Éclairez bien l'espace de dégustation. Mais pensez à des coins plus intimes, avec une lumière tamisée. Enfin, il est utile de prévoir un espace « kinesthésique » où les visiteurs peuvent toucher vos produits ou accessoires sans détruire vote déco : des bacs ou comportes avec des bouteilles, des corbeilles remplies de goodies (produits dérivés)...
Pensez à aménager les abords
Les visiteurs doivent être dirigés vers le parking par un fléchage démarrant à l'entrée de votre domaine. « Les gens ont peur lorsqu'ils pénètrent dans un espace privé. Il faut les rassurer en les guidant pour éviter qu'ils s'égarent », précise Emmanuelle Rouzet.
De même, depuis le parking, l'entrée de la boutique doit être, elle aussi, très clairement signalée. En outre, sur ce chemin, tout ce que voient vos clients doit servir à vendre. Exit donc tous les éléments de votre vie privée (le linge qui sèche, les jouets des enfants...).
« Il est important de bien dissocier le caveau de vente du site de l'exploitation. Même si les clients savent qu'ils viennent sur un lieu de production, il faut que les différentes zones soient bien identifiées », insiste Jessica Debieve. Ajoutons encore, même si cela semble aller de soi, que le chemin vers le caveau doit s'inscrire dans un environnement agréable, avec des espaces verts bien entretenus.

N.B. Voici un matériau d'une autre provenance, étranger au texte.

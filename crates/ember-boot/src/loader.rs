// SPDX-License-Identifier: Apache-2.0
// Copyright 2024-2026 Ember Systems Inc.

//! Boot image loading
//!
//! Locates the image for a boot target and drives the verifier over it.
//! The slot failover loop lives here: when the verifier cannot produce a
//! payload for the active slot, the slot is marked failed, the next one is
//! selected and the load retries until a payload appears or no slot
//! remains.
//!
//! Load errors feed the trust reducer in `flow` (they pin Red); nothing
//! here is fatal on its own.

use ember_common::{Error, Result};

use crate::env::BootEnv;
use crate::target::BootTarget;
use crate::trust::TrustState;
use crate::verify::{
    apply_flow_outcome, apply_verify_outcome, evaluate_payload, SlotVerifyData,
};

/// Boot partition label, slot suffix applied by the verifier
pub const BOOT_LABEL: &str = "boot";

/// Dedicated recovery partition label
pub const RECOVERY_LABEL: &str = "recovery";

/// System partition label, used for the rootfs PARTUUID lookup
pub const SYSTEM_LABEL: &str = "system";

/// Load and verify the image for `target`
///
/// Returns the trust verdict and the verifier's slot data. The verdict
/// already accounts for the boot-image magic (hard error), the
/// certificate origin (Yellow) and the declared target name (Red); the
/// caller reconciles it with the incoming state.
pub fn load_boot_image(
    env: &mut BootEnv<'_>,
    target: BootTarget,
    esp_path: Option<&str>,
    oneshot: bool,
    state: TrustState,
) -> Result<(TrustState, SlotVerifyData)> {
    let allow = state != TrustState::Green;

    match target {
        BootTarget::NormalBoot | BootTarget::Charger => {
            load_partition_with_failover(env, target, allow, state)
        }
        BootTarget::Recovery => {
            if env.config.recovery_in_boot_partition {
                return load_partition_with_failover(env, target, allow, state);
            }
            if env.config.use_slots && env.slots.recovery_tries_remaining() == 0 {
                return Err(Error::RecoveryExhausted);
            }
            let (outcome, data) = env.verifier.verify(&[RECOVERY_LABEL], "", allow);
            let verdict = apply_verify_outcome(outcome, allow, state);
            let data = data.ok_or(Error::PartitionNotFound)?;
            let verdict = evaluate_payload(
                &data,
                verdict,
                target,
                env.config.recovery_in_boot_partition,
            )?;
            Ok((verdict, data))
        }
        BootTarget::EspBootimage => {
            let path = esp_path.ok_or(Error::InvalidParameter)?;
            let image = env.esp.read_file(path)?;
            if oneshot {
                // Delete before verification so an unexpected reset cannot
                // replay the one-shot image
                if let Err(e) = env.esp.delete_file(path) {
                    env.warn("loader", format_args!("couldn't delete {path}: {e}"));
                }
            }
            verify_ram_image(env, &image, target, state)
        }
        _ => Err(Error::UnsupportedTarget),
    }
}

/// Verify an image already in memory (ESP file, fastboot `boot`)
pub fn verify_ram_image(
    env: &mut BootEnv<'_>,
    image: &[u8],
    target: BootTarget,
    state: TrustState,
) -> Result<(TrustState, SlotVerifyData)> {
    let allow = state != TrustState::Green;
    let (outcome, data) = env.verifier.verify_payload(image, allow);
    let verdict = apply_verify_outcome(outcome, allow, state);
    let data = data.ok_or(Error::NoVerifiedPayload)?;
    let verdict = evaluate_payload(
        &data,
        verdict,
        target,
        env.config.recovery_in_boot_partition,
    )?;
    Ok((verdict, data))
}

fn load_partition_with_failover(
    env: &mut BootEnv<'_>,
    target: BootTarget,
    allow: bool,
    state: TrustState,
) -> Result<(TrustState, SlotVerifyData)> {
    if env.config.use_slots && env.slots.get_active().is_none() {
        return Err(Error::NoBootableSlot);
    }

    loop {
        let (verdict, data) = if env.config.use_slots {
            let (outcome, data) = env.verifier.ab_flow(&[BOOT_LABEL], allow);
            (apply_flow_outcome(outcome, allow, state), data)
        } else {
            let (outcome, data) = env.verifier.verify(&[BOOT_LABEL], "", allow);
            (apply_verify_outcome(outcome, allow, state), data)
        };

        match data {
            Some(data) => {
                if env.config.use_slots && !data.slot_suffix.is_empty() {
                    if let Err(e) = env.slots.set_active_cached(&data.slot_suffix) {
                        env.warn(
                            "loader",
                            format_args!("verifier resolved unknown slot: {e:?}"),
                        );
                    }
                }
                let verdict = evaluate_payload(
                    &data,
                    verdict,
                    target,
                    env.config.recovery_in_boot_partition,
                )?;
                return Ok((verdict, data));
            }
            None => {
                env.warn(
                    "loader",
                    format_args!("failed to load boot image for {}", target.describe()),
                );
                if env.config.use_slots {
                    env.slots.boot_failed(&mut *env.disk, target)?;
                    if env.slots.get_active().is_some() {
                        continue;
                    }
                }
                return Err(Error::PartitionNotFound);
            }
        }
    }
}
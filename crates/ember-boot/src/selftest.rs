// SPDX-License-Identifier: Apache-2.0
// Copyright 2024-2026 Ember Systems Inc.

//! In-situ self-tests
//!
//! Engineering builds accept `-U [name]` on the image command line and
//! run these consistency checks on the device itself, where the real
//! compiler and libraries are in play. They cover the pure decision
//! components; anything needing firmware services is exercised by host
//! tests instead.

use crate::bcb::{Bcb, BcbCommand, BCB_SIZE};
use crate::cmdline::build_kernel_cmdline;
use crate::target::BootTarget;
use crate::trust::TrustState;

type Check = fn() -> Result<(), &'static str>;

const CHECKS: [(&str, Check); 3] = [
    ("bcb", check_bcb_roundtrip),
    ("trust", check_trust_ordering),
    ("cmdline", check_cmdline_assembly),
];

/// Run the named check, or all of them
///
/// Returns the number of checks that ran, or the name of the first
/// failing check.
pub fn run(name: Option<&str>) -> Result<usize, &'static str> {
    let mut passed = 0;
    for (check_name, check) in CHECKS {
        if name.is_some_and(|n| n != check_name) {
            continue;
        }
        check()?;
        passed += 1;
    }
    if passed == 0 {
        return Err("no such self-test");
    }
    Ok(passed)
}

fn check_bcb_roundtrip() -> Result<(), &'static str> {
    let mut raw = [0u8; BCB_SIZE];
    raw[..13].copy_from_slice(b"boot-recovery");
    raw[32] = b'!';

    let mut bcb = Bcb::parse(&raw).map_err(|_| "bcb parse")?;
    if bcb.command() != BcbCommand::Boot("recovery") {
        return Err("bcb command");
    }
    bcb.clear_status();
    bcb.write_to(&mut raw).map_err(|_| "bcb write")?;

    let reparsed = Bcb::parse(&raw).map_err(|_| "bcb reparse")?;
    if reparsed.status_dirty() || reparsed.command() != BcbCommand::Boot("recovery") {
        return Err("bcb roundtrip");
    }
    Ok(())
}

fn check_trust_ordering() -> Result<(), &'static str> {
    if TrustState::Green >= TrustState::Yellow
        || TrustState::Yellow >= TrustState::Orange
        || TrustState::Orange >= TrustState::Red
    {
        return Err("trust order");
    }
    if TrustState::Red.raise_to(TrustState::Green) != TrustState::Red {
        return Err("trust raise");
    }
    if TrustState::Orange.reconcile(TrustState::Red) != TrustState::Orange {
        return Err("orange latch");
    }
    Ok(())
}

fn check_cmdline_assembly() -> Result<(), &'static str> {
    let uuid = [0u8; 16];
    let line = build_kernel_cmdline(
        BootTarget::NormalBoot,
        true,
        Some("_a"),
        Some("quiet"),
        Some(&uuid),
        None,
    )
    .map_err(|_| "cmdline build")?;

    if !line.starts_with("skip_initramfs") || !line.ends_with("quiet") {
        return Err("cmdline order");
    }
    Ok(())
}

Un accueil des handicapés conforme aux obligations légales, à moindre coût
Depuis le 1er janvier 2015, les caveaux de vente doivent être accessibles à toute personne en situation de handicap, comme tous les établissements recevant du public. Cette règle vaut autant pour les nouveaux caveaux que pour les anciens. Si votre magasin n'est pas encore aux normes, vous pouvez encore déposer un agenda d'accessibilité programmé (APP) dans lequel vous vous engagez à réaliser les travaux de mise en conformité d'ici octobre 2018. À Mireval, les Caves Belle Dame, de Jean-Luc et Béatrice Mazas (photo), sont la première entreprise héraultaise labellisée Tourisme et Handicap pour les quatre déficiences (auditive, mentale, motrice et visuelle). Une mise aux normes effectuée à moindres frais. En effet, au lieu de passer par des entreprises proposant des solutions clés en main, forcément onéreuses, ils ont fait avant tout preuve d'astuces. « Plutôt que d'acheter un pictogramme "place handicapée", nous l'avons décalqué sur un parking de supermarché puis peint sur notre place de parking dédiée. Nous avons nous-mêmes tracé la bande de guidage au sol pour les aveugles avec une peinture que nous avons recouverte de silice (7 € les 25 kg). Et pour le marquage des vitres, obligatoire pour les malvoyants, nous avons posé des autocollants à la main. La main courante de la rambarde, elle, a été réalisée avec le fer le moins cher : des tubes de chauffagiste. Ainsi, pour chaque norme, nous avons cherché des solutions adaptées à nos moyens. Au final, l'investissement reste acceptable », témoignent-ils.
Le Point de vue de
JULIEN PLAUD, COFONDATEUR DE VINOTRIP, UNE AGENCE SPÉCIALISÉE DANS LES SÉJOURS NOTOURISTIQUES
« Nos clients raffolent des ambiances authentiques »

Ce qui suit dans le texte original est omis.